Top of Dataset extract

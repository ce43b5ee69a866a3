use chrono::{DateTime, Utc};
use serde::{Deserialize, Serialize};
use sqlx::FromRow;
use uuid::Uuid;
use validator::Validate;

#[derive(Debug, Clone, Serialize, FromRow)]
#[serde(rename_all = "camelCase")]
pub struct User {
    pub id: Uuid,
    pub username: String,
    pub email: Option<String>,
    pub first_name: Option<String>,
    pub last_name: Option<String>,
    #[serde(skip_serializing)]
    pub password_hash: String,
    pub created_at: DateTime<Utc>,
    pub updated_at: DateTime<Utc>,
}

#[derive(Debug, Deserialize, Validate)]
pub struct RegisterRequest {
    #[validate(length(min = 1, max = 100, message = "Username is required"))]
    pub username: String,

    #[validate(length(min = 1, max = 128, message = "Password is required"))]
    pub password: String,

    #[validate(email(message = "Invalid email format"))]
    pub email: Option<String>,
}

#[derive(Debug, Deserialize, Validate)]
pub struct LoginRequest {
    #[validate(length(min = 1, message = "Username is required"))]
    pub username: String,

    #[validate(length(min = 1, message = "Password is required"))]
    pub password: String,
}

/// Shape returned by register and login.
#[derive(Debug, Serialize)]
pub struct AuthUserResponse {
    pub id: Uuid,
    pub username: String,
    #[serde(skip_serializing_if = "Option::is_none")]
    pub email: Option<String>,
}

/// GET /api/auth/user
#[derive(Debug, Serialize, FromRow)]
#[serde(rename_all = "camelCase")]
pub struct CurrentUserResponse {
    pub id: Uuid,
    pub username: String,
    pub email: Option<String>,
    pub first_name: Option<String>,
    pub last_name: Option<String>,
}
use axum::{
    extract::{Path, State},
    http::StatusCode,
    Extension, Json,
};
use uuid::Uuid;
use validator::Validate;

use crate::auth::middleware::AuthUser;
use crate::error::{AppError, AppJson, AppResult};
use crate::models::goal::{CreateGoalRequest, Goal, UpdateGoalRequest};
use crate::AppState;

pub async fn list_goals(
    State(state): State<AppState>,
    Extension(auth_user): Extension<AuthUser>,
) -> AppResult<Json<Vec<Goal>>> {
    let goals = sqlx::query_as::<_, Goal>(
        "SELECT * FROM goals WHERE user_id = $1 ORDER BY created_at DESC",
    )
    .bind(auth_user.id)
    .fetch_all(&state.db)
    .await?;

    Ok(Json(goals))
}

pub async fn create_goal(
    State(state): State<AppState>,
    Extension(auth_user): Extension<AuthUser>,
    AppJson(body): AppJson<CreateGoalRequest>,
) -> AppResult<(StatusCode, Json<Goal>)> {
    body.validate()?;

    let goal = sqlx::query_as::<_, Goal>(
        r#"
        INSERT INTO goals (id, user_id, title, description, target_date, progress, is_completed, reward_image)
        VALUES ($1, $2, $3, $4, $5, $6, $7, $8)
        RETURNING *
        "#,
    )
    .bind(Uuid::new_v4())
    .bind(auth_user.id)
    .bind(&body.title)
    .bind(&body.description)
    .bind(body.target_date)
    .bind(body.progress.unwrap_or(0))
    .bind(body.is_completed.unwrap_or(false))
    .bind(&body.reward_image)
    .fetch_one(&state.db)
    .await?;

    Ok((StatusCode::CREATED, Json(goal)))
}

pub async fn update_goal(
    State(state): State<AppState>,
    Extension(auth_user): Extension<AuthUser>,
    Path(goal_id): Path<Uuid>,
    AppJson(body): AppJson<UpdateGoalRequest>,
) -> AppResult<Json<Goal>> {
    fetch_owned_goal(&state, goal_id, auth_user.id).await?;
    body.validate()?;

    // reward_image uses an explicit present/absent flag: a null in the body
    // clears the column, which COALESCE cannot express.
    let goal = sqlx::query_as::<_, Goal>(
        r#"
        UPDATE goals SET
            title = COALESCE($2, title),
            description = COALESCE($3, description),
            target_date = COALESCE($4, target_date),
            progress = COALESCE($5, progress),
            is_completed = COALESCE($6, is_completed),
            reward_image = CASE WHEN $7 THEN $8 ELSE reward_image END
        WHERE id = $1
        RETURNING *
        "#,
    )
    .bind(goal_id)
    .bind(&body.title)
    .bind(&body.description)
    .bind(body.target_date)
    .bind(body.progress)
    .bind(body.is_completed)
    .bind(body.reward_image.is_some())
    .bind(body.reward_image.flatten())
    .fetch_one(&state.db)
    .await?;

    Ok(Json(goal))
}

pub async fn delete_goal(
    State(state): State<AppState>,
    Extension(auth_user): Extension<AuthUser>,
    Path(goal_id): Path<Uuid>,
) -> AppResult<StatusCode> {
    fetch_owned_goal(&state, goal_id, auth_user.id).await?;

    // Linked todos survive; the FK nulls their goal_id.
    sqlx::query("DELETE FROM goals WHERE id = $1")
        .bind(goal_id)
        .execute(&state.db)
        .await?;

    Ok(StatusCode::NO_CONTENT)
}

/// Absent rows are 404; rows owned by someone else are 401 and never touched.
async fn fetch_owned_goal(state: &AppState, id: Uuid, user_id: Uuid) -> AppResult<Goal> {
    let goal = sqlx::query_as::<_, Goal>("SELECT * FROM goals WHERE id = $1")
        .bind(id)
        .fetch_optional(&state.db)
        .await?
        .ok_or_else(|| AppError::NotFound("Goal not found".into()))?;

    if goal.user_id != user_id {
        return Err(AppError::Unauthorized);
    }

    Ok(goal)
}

Bottom of Dataset extract

» Exercise prompt: Set down, exactly as they appear above, all lines from the one that has "#[derive(Debug, Serialize)]" down to the one that has "#[derive(Debug, Serialize, FromRow)]", including those two and no others.

» Answer space:
#[derive(Debug, Serialize)]
pub struct AuthUserResponse {
    pub id: Uuid,
    pub username: String,
    #[serde(skip_serializing_if = "Option::is_none")]
    pub email: Option<String>,
}

/// GET /api/auth/user
#[derive(Debug, Serialize, FromRow)]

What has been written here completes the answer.